Président mythique du Cazes Olympique, voix grave et silhouette incontournable du foot amateur, Pierre « Pierrot » Sales s’est éteint à 87 ans, laissant un club, un village et une famille en deuil.
C’est une silhouette familière du football tarn-et-garonnais qui s’efface. Pierre Sales, “Pierrot” pour tous ceux qui ont un jour posé un pied au stade Marcel-Mazet de Cazes-Mondenard, s’est éteint dimanche 16 novembre. Il aurait fêté ses 88 ans le 6 décembre. Une pensée émue accompagne aujourd’hui sa veuve Josette, son fils Serge et son petit-fils Victor.
Né au 1, rue du Sarraillé, au cœur du village, Pierrot avait l’ancrage dans le sang. Le club, c’était d’abord une histoire de famille : son père, chef d’entreprise et fondateur des transports Sales, avait contribué à créer le Cazes Olympique. Le plus beau cadeau qu’il pouvait offrir à son fils. Joueur puis secrétaire du club, défenseur rugueux mais loyal, Pierrot en était l’âme avant même d’en devenir le chef d’orchestre. Président dès 1969, il a tenu la barre quarante ans durant. À ceux qui l’interrogeaient sur le destin du CO sans lui, il lançait malicieusement : “Et moi, que serais-je devenu sans le Cazes Olympique ?”
Avec lui, un village de 1 300 habitants a connu des jours de gloire improbables : une montée en Ligue en 1962, deux Coupes du Midi (1987 et 2003), une équipe féminine solidement installée en Ligue régionale et deux fois victorieuse du challenge Souchon. Sous sa présidence, le Cazes Olympique est devenu une institution locale, forte de 250 licenciés, attachée à ses traditions autant qu’à ses ambitions.
Figure locale, Pierrot ne rangeait jamais son sens des responsabilités au vestiaire. Parallèlement à sa carrière aux Ponts-et-Chaussées, il présidait le syndicat des eaux, veillait à la voirie, participait aux instances du football départemental. On le disait entier. On le savait attachant. Ses colères contre des décisions arbitrales faisaient partie du folklore : coups de gueule sonores, voix grave qui roulait dans le vent du stade, yeux qui lançaient des éclairs. Les arbitres l’appréciaient pourtant, paradoxalement. Certains demandaient même à terminer leur carrière au sifflet à Cazes-Mondenard, pour profiter une dernière fois de cette ambiance si particulière, d’un président capable de râler sans jamais manquer de respect.

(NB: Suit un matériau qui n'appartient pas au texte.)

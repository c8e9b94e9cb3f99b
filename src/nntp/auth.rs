//! AUTHINFO validation (§4.4): a short-lived success cache to avoid hashing
//! on every command, plus a failure counter that temporarily locks an
//! account after too many bad attempts.

use std::collections::HashMap;
use std::sync::Mutex;
use std::time::{Duration, Instant};

use sha2::{Digest, Sha256};

use crate::config::{AUTH_CACHE_TTL_MINUTES, AUTH_LOCKOUT_SECS, AUTH_MAX_FAILURES};
use crate::error::NntpError;
use crate::storage::catalog::Catalog;

#[derive(Debug, Clone, Copy, PartialEq, Eq)]
pub enum AuthOutcome {
    Accepted { can_post: bool },
    InvalidCredentials,
    Locked,
}

struct FailureState {
    count: u32,
    locked_until: Option<Instant>,
}

pub struct AuthGuard {
    catalog: std::sync::Arc<Catalog>,
    cache: moka::future::Cache<String, bool>,
    failures: Mutex<HashMap<String, FailureState>>,
}

/// Hash format stored in `nntp_users.password_hash`: `sha256:<hex>`. The
/// teacher's stack has no dedicated password-hashing crate (auth there is
/// OIDC-delegated); this reuses the digest crate already in the dependency
/// tree rather than pulling in a new one for a single comparison.
pub fn hash_password(password: &str) -> String {
    let digest = Sha256::digest(password.as_bytes());
    format!("sha256:{:x}", digest)
}

impl AuthGuard {
    pub fn new(catalog: std::sync::Arc<Catalog>) -> Self {
        AuthGuard {
            catalog,
            cache: moka::future::Cache::builder()
                .time_to_live(Duration::from_secs(AUTH_CACHE_TTL_MINUTES * 60))
                .build(),
            failures: Mutex::new(HashMap::new()),
        }
    }

    pub async fn authenticate(&self, username: &str, password: &str) -> Result<AuthOutcome, NntpError> {
        {
            let failures = self.failures.lock().unwrap();
            if let Some(state) = failures.get(username) {
                if let Some(until) = state.locked_until {
                    if Instant::now() < until {
                        return Ok(AuthOutcome::Locked);
                    }
                }
            }
        }

        let cache_key = format!("{username}:{}", hash_password(password));
        if self.cache.get(&cache_key).await.is_some() {
            let can_post = self
                .catalog
                .get_user(username)
                .map_err(NntpError::Storage)?
                .map(|u| u.can_post)
                .unwrap_or(false);
            return Ok(AuthOutcome::Accepted { can_post });
        }

        let user = self.catalog.get_user(username).map_err(NntpError::Storage)?;
        let Some(user) = user else {
            self.record_failure(username);
            return Ok(AuthOutcome::InvalidCredentials);
        };
        if !user.active || user.password_hash != hash_password(password) {
            self.record_failure(username);
            return Ok(AuthOutcome::InvalidCredentials);
        }

        self.failures.lock().unwrap().remove(username);
        self.cache.insert(cache_key, true).await;
        let _ = self.catalog.record_login(username);
        Ok(AuthOutcome::Accepted { can_post: user.can_post })
    }

    fn record_failure(&self, username: &str) {
        let mut failures = self.failures.lock().unwrap();
        let state = failures.entry(username.to_string()).or_insert(FailureState {
            count: 0,
            locked_until: None,
        });
        state.count += 1;
        if state.count >= AUTH_MAX_FAILURES {
            state.locked_until = Some(Instant::now() + Duration::from_secs(AUTH_LOCKOUT_SECS));
        }
    }
}

#[cfg(test)]
mod tests {
    use super::*;

    #[tokio::test]
    async fn unknown_user_is_rejected_not_panicked() {
        let dir = tempfile::tempdir().unwrap();
        let catalog = std::sync::Arc::new(Catalog::open(dir.path()).unwrap());
        let guard = AuthGuard::new(catalog);
        let outcome = guard.authenticate("nobody", "whatever").await.unwrap();
        assert_eq!(outcome, AuthOutcome::InvalidCredentials);
    }

    #[tokio::test]
    async fn lockout_after_max_failures() {
        let dir = tempfile::tempdir().unwrap();
        let catalog = std::sync::Arc::new(Catalog::open(dir.path()).unwrap());
        let guard = AuthGuard::new(catalog);
        for _ in 0..AUTH_MAX_FAILURES {
            guard.authenticate("nobody", "wrong").await.unwrap();
        }
        let outcome = guard.authenticate("nobody", "wrong").await.unwrap();
        assert_eq!(outcome, AuthOutcome::Locked);
    }
}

En 2009, il a laissé la présidence à trois co-présidents : Alain Sénac, Pascal Bach et Jean-Pierre Brémont. “Oui, il fallait être au moins trois pour succéder à Pierrot”, reconnaît Alain Sénac, président du club depuis seize ans. “Je garde en mémoire ses colères contre des décisions arbitrales. Je lui en faisais la remarque et il me répondait toujours : si je n’étais pas un brin chauvin, je ne serais pas là.” Connu de toutes les instances de la Ligue, Pierrot avait fait de ses coups de gueule un rituel du bord du terrain d’honneur.
Entre Cazes, Moissac et Les Landes
En septembre 2017, une reconnaissance nationale est venue couronner cet engagement. Pour ses longues années de service (dans l’équipement, le sport et la vie associative) Pierrot a été fait chevalier de l’Ordre national du mérite. Une cérémonie simple mais symbolique, marquée par les hommages d’élus et d’acteurs du football amateur. Il rappelait alors, dans un sourire humble : “J’ai presque l’âge du club…” Et évoquait toujours avec amusement la première montée en Ligue : “On a joué au Stadium de Toulouse… et perdu 11 à 1 contre la réserve de TFC, mais signé un 0-0 au retour.”
Entre Moissac, où il résidait, Moliets dans les Landes où il aimait jouer au golf, et Cazes-Mondenard où il revenait comme on revient chez soi, Pierrot suivait un triangle intime. Au club-house, sa présence était attendue comme une évidence. On venait chercher son avis, son œil d’ancien défenseur, sa mémoire pleine d’anecdotes. Lui préférait raconter les débuts bricolés, la première saison en Ligue, ces beaux dimanches de victoire…
Repose en paix, Pierrot. Le Cazes Olympique jouera sans lui, mais jamais loin de lui.